Ook is er onduidelijkheid over de activa van [gefailleerde] . In de publicatiebalansen 2017, 2018 en 2019 staan materiële vaste activa en voorraden opgenomen, terwijl deze door de curator niet zijn aangetroffen. Een voorraadadministratie en materiële activa-staten over 2017 t/m 2020 ontbreken. [gedaagde sub 2] voert in dit verband aan dat [gefailleerde] het door haar gehuurde pand eind augustus 2020 hals over kop moest ontruimen, dat er toen in verband met de coronapandemie nog maar weinig van waarde in de winkel aanwezig was, dat [gefailleerde] het pand heeft leeggehaald en de opgehaalde spullen naar de stort heeft gebracht, en dat een beperkt deel van de inventaris en voorraad, en ook een deel van de administratie in het pand is achtergebleven. Dat het hier zou gaan om de voorraadadministratie en/of om materiële activa-staten, is door [gedaagde sub 2] niet gesteld. De rechtbank acht het niet erg aannemelijk dat [gefailleerde] er bij de ontruiming van haar pand voor zou hebben gekozen om alleen die spullen op te halen die direct naar een stortplaats konden worden gebracht, en om een deel van de administratie in het pand achter te laten. Hoe dan ook ontbreken administratieve gegevens over voorraden en andere activa.
5.14.
Ook de omstandigheid dat door [gefailleerde] vanaf het tweede kwartaal van 2019 alleen nog maar nihil-aangiftes voor de omzetbelasting werden gedaan, terwijl er nog wel met omzetbelasting belaste goederen werden ingekocht en verkocht, in combinatie met het ontbreken van een bijgewerkte boekhouding, bemoeilijkt het verkrijgen van een goed zicht op de werkelijke financiële positie van [gefailleerde] . De Belastingdienst heeft ambtshalve aanslagen opgelegd waarvan niet bekend is in hoeverre die al dan niet terecht zijn.
5.15.
Tot slot wordt het zicht op de financiële situatie van [gefailleerde] bemoeilijkt doordat in 2020 maandenlang betalingen aan en van [gefailleerde] via de privébankrekening van de echtgenote van [gedaagde sub 2] zijn gelopen, zonder dat sprake was van een heldere rekening-courantverhouding.
5.16.
Dit alles brengt de rechtbank tot het oordeel dat de boekhouding van [gefailleerde] niet voldoet aan de eisen die daaraan in artikel 2:10 lid 1 BW zijn gesteld.
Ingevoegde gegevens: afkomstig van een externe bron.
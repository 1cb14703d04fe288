//! Constants for default game options and engine limits.
//!
//! This module contains the configuration defaults used by [`Options::default`]
//! and the fixed limits of the engine.
//!
//! [`Options::default`]: crate::game::Options

// =============================================================================
// Default Options
// =============================================================================

/// Default board width (columns).
pub const DEFAULT_BOARD_WIDTH: usize = 12;

/// Default board height (rows).
pub const DEFAULT_BOARD_HEIGHT: usize = 12;

/// Default palette size.
pub const DEFAULT_COLORS_COUNT: usize = 6;

/// Default number of players.
pub const DEFAULT_PLAYERS_COUNT: usize = 2;

/// Default number of human players (player 0).
pub const DEFAULT_HUMAN_PLAYERS_COUNT: usize = 1;

/// Default AI strength.
pub const DEFAULT_AI_STRENGTH: u32 = 1;

// =============================================================================
// Engine Limits
// =============================================================================

/// Maximum number of players, one per board corner.
pub const MAX_PLAYERS: usize = 4;

/// AI strength at (and above) which the AI always plays the greediest color.
pub const AI_MAX_STRENGTH: u32 = 4;

/// Largest palette the ascii dump can render with one character per cell
/// (digits 0-9, then letters a-z).
pub const MAX_ASCII_COLORS: usize = 36;
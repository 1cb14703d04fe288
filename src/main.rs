//! Colorgrid: a flood-fill color conquest game.
//!
//! ## Usage
//!
//! - `colorgrid` - Run an all-AI demo game
//! - `colorgrid play` - Play against the AI on the terminal
//! - `colorgrid simulate --games 100` - Play many AI games and report wins

use std::io::{self, BufRead, Write};

use anyhow::{Context, Result, bail};
use clap::{Args, Parser, Subcommand};
use tracing_subscriber::EnvFilter;

use colorgrid::constants::*;
use colorgrid::game::{GameCore, Options};
use colorgrid::player::{AiStrategy, ChoiceContext, InputStrategy};

/// Colorgrid: flood-fill color conquest
#[derive(Parser)]
#[command(name = "colorgrid")]
#[command(author, version, about, long_about = None)]
struct Cli {
    #[command(flatten)]
    game: GameArgs,

    #[command(subcommand)]
    command: Option<Commands>,
}

#[derive(Subcommand)]
enum Commands {
    /// Run one game with every seat played by the AI
    Demo,
    /// Play on the terminal; human seats type a color per turn
    Play,
    /// Play many all-AI games and report how often each seat wins
    Simulate {
        /// Number of games to play
        #[arg(short, long, default_value_t = 100)]
        games: u64,
    },
}

#[derive(Args)]
struct GameArgs {
    /// Board width
    #[arg(long, default_value_t = DEFAULT_BOARD_WIDTH, env = "COLORGRID_WIDTH", global = true)]
    width: usize,
    /// Board height
    #[arg(long, default_value_t = DEFAULT_BOARD_HEIGHT, env = "COLORGRID_HEIGHT", global = true)]
    height: usize,
    /// Number of colors
    #[arg(long, default_value_t = DEFAULT_COLORS_COUNT, env = "COLORGRID_COLORS", global = true)]
    colors: usize,
    /// Number of players (1-4)
    #[arg(long, default_value_t = DEFAULT_PLAYERS_COUNT, env = "COLORGRID_PLAYERS", global = true)]
    players: usize,
    /// Number of human players
    #[arg(long, default_value_t = DEFAULT_HUMAN_PLAYERS_COUNT, env = "COLORGRID_HUMANS", global = true)]
    humans: usize,
    /// AI strength (0 = random)
    #[arg(long, default_value_t = DEFAULT_AI_STRENGTH, env = "COLORGRID_AI_STRENGTH", global = true)]
    ai_strength: u32,
    /// Move limit for player 0 (unlimited if omitted)
    #[arg(long, env = "COLORGRID_MAX_MOVES", global = true)]
    max_moves: Option<u32>,
    /// Board seed (random if omitted)
    #[arg(long, env = "COLORGRID_SEED", global = true)]
    seed: Option<u64>,
    /// Index of the player who moves first
    #[arg(long, default_value_t = 0, env = "COLORGRID_START_PLAYER", global = true)]
    start_player: usize,
}

impl GameArgs {
    fn options(&self) -> Options {
        Options {
            board_width: self.width,
            board_height: self.height,
            colors_count: self.colors,
            players_count: self.players,
            human_players_count: self.humans,
            ai_strength: self.ai_strength,
            max_moves: self.max_moves,
            seed: self.seed,
            start_player_index: self.start_player,
        }
    }
}

fn main() -> Result<()> {
    tracing_subscriber::fmt()
        .with_writer(io::stderr)
        .with_env_filter(EnvFilter::try_from_default_env().unwrap_or_else(|_| EnvFilter::new("warn")))
        .init();

    let cli = Cli::parse();
    let options = cli.game.options();

    match cli.command {
        Some(Commands::Play) => run_play(options),
        Some(Commands::Simulate { games }) => run_simulate(options, games),
        Some(Commands::Demo) | None => run_demo(options),
    }
}

/// Let the AI drive every seat, including the human ones.
fn all_ai(options: Options) -> Result<GameCore> {
    let strength = options.ai_strength;
    let mut game = GameCore::new(options).context("invalid game options")?;
    for i in 0..game.players_count() {
        game.set_strategy(i, Box::new(AiStrategy::new(strength)))?;
    }
    Ok(game)
}

/// Play until the game ends. Fails if a seat stops providing colors.
fn play_out(game: &mut GameCore, verbose: bool) -> Result<()> {
    while !game.is_game_over() {
        let player = game.current_player_index();
        match game.play_turn()? {
            Some(captured) => {
                if verbose {
                    let color = game.player(player)?.current_color().unwrap_or_default();
                    println!("Player {player} -> color {color}: +{} cells", captured.len());
                }
            }
            None => bail!("player {player} has no color to play"),
        }
    }
    Ok(())
}

fn print_result(game: &GameCore) {
    for p in game.players() {
        println!(
            "Player {}: {} cells in {} moves",
            p.index(),
            p.owned_count(),
            p.moves_count()
        );
    }
    if let Some(winner) = game.winner() {
        println!("Winner: player {}", winner.index());
    }
}

fn run_demo(options: Options) -> Result<()> {
    println!("Colorgrid: flood-fill color conquest\n");
    let mut game = all_ai(options)?;
    println!("Seed: {}", game.seed());
    println!("{}", game.ascii());

    play_out(&mut game, true)?;

    println!("\n{}", game.ascii());
    print_result(&game);
    Ok(())
}

/// Read a color from stdin. `None` on end of input.
fn prompt_color(ctx: &ChoiceContext<'_>) -> Option<usize> {
    let stdin = io::stdin();
    let mut stdout = io::stdout();
    let available = ctx.available_colors();
    loop {
        print!("Player {} color {:?}: ", ctx.player.index(), available);
        stdout.flush().ok()?;

        let mut line = String::new();
        if stdin.lock().read_line(&mut line).ok()? == 0 {
            return None;
        }
        let parsed = line
            .trim()
            .chars()
            .next()
            .and_then(|ch| ch.to_digit(36))
            .map(|d| d as usize);
        match parsed {
            Some(color) if available.contains(&color) => return Some(color),
            _ => println!("Pick one of {available:?}"),
        }
    }
}

fn run_play(options: Options) -> Result<()> {
    let mut game = GameCore::new(options).context("invalid game options")?;
    for i in 0..game.players_count() {
        if !game.player(i)?.is_ai() {
            game.set_strategy(i, Box::new(InputStrategy::new(prompt_color)))?;
        }
    }

    while !game.is_game_over() {
        println!("\n{}", game.ascii());
        println!("Scores: {:?}", game.scores());
        let player = game.current_player_index();
        match game.play_turn()? {
            Some(captured) => println!("Player {player} captured {} cells", captured.len()),
            None => {
                println!("Bye.");
                return Ok(());
            }
        }
    }

    println!("\n{}", game.ascii());
    print_result(&game);
    Ok(())
}

fn run_simulate(options: Options, games: u64) -> Result<()> {
    let first_seed = options.seed.unwrap_or_else(|| fastrand::u64(..));
    let mut wins = vec![0u64; options.players_count];

    for g in 0..games {
        let mut game = all_ai(Options {
            seed: Some(first_seed.wrapping_add(g)),
            ..options.clone()
        })?;
        play_out(&mut game, false)?;
        if let Some(winner) = game.winner() {
            wins[winner.index()] += 1;
        }
    }

    println!("{games} games from seed {first_seed}");
    for (i, w) in wins.iter().enumerate() {
        println!("Player {i}: {w} wins");
    }
    Ok(())
}
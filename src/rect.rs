//! Rectangles.

use cgmath::{Point2, Vector2, Zero};

/// A rectangle.
#[derive(Debug, Clone, Copy, PartialEq)]
pub struct Rect {
    /// Rectangle origin.
    pub origin: Point2<f64>,

    /// Rectangle size.
    pub size: Vector2<f64>,
}

impl Rect {
    /// Creates a new rectangle.
    pub fn new(origin: Point2<f64>, size: Vector2<f64>) -> Rect {
        Rect { origin, size }
    }

    /// Returns a zero-sized rectangle at the origin.
    pub fn zero() -> Rect {
        Rect {
            origin: Point2::new(0., 0.),
            size: Vector2::zero(),
        }
    }
}

impl Default for Rect {
    fn default() -> Self {
        Rect::zero()
    }
}
//! Errors.

use crate::lifecycle::LifecyclePhase;
use thiserror::Error;

/// Configuration errors found while building or registering a view definition.
///
/// These are fatal to the definition they concern, never to other definitions.
#[derive(Debug, Clone, PartialEq, Eq, Error)]
pub enum DefinitionError {
    #[error("view {definition}: prop `{name}` is declared more than once")]
    DuplicateProp { definition: String, name: String },

    #[error("view {definition}: event `{name}` is declared more than once")]
    DuplicateEvent { definition: String, name: String },

    #[error("view {definition}: function `{name}` is declared more than once")]
    DuplicateFunction { definition: String, name: String },

    /// Two fields of the property bag resolve to the same prop or event name.
    #[error("view {definition}: property bag has more than one field named `{name}`")]
    DuplicateBagField { definition: String, name: String },

    #[error("a view named `{name}` is already registered")]
    AlreadyRegistered { name: String },

    #[error("no view named `{name}` is registered")]
    NotRegistered { name: String },
}

/// Failures of the script bridge collaborator.
#[derive(Debug, Clone, PartialEq, Eq, Error)]
pub enum BridgeError {
    #[error("script bridge is unavailable")]
    Unavailable,

    #[error("script bridge rejected the request: {reason}")]
    Rejected { reason: String },
}

/// Failures while dispatching lifecycle hooks.
#[derive(Debug, Clone, PartialEq, Eq, Error)]
pub enum HookError {
    #[error("{phase:?} hook failed: {message}")]
    Failed {
        phase: LifecyclePhase,
        message: String,
    },

    #[error("hook expects a `{expected}` view, got `{found}`")]
    ViewTypeMismatch { expected: String, found: String },
}

impl HookError {
    /// Shorthand for a failed hook.
    pub fn failed(phase: LifecyclePhase, message: impl Into<String>) -> HookError {
        HookError::Failed {
            phase,
            message: message.into(),
        }
    }
}

/// Failures while applying a prop update.
#[derive(Debug, Error)]
pub enum PropError {
    #[error("unknown prop `{name}`")]
    UnknownProp { name: String },

    #[error("invalid value for prop `{name}`")]
    InvalidValue {
        name: String,
        #[source]
        source: serde_json::Error,
    },

    #[error("field is not a prop")]
    NotAProp,

    /// The view handle does not belong to the definition it was used with.
    #[error("prop update expects a `{expected}` view, got `{found}`")]
    ViewTypeMismatch { expected: String, found: String },
}

/// Failures while calling an exposed function.
#[derive(Debug, Clone, PartialEq, Eq, Error)]
pub enum FunctionError {
    #[error("no function named `{name}`")]
    Unknown { name: String },

    #[error("function `{name}` failed: {message}")]
    Failed { name: String, message: String },
}

/// Failures while updating a view’s props through the registry.
#[derive(Debug, Error)]
pub enum UpdateError {
    #[error(transparent)]
    Prop(#[from] PropError),

    #[error(transparent)]
    Hook(#[from] HookError),
}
De boekhouding van [gefailleerde] was in de drie jaren vóór het faillissement niet van een zodanig niveau dat men daaruit op elk moment - eventueel na enig nader onderzoek - een redelijk inzicht kon krijgen in haar schulden en vorderingen, of meer in het algemeen in haar vermogenspositie. Door de onvolledigheid van de administratie kan bovendien zelfs bij uitvoerig onderzoek dat inzicht niet worden verkregen. Dat [gefailleerde] zelf ook geen goed zicht had op haar schuldpositie per datum faillissement, blijkt uit het feit dat zich bij de curator meerdere crediteuren hebben gemeld die niet voorkomen op de lijst van schuldeisers die de echtgenote van [gedaagde sub 2] aan de curator heeft verstrekt.
5.17.
De conclusie moet daarom luiden dat sprake is geweest van een schending van de boekhoudplicht door het bestuur van [gefailleerde] .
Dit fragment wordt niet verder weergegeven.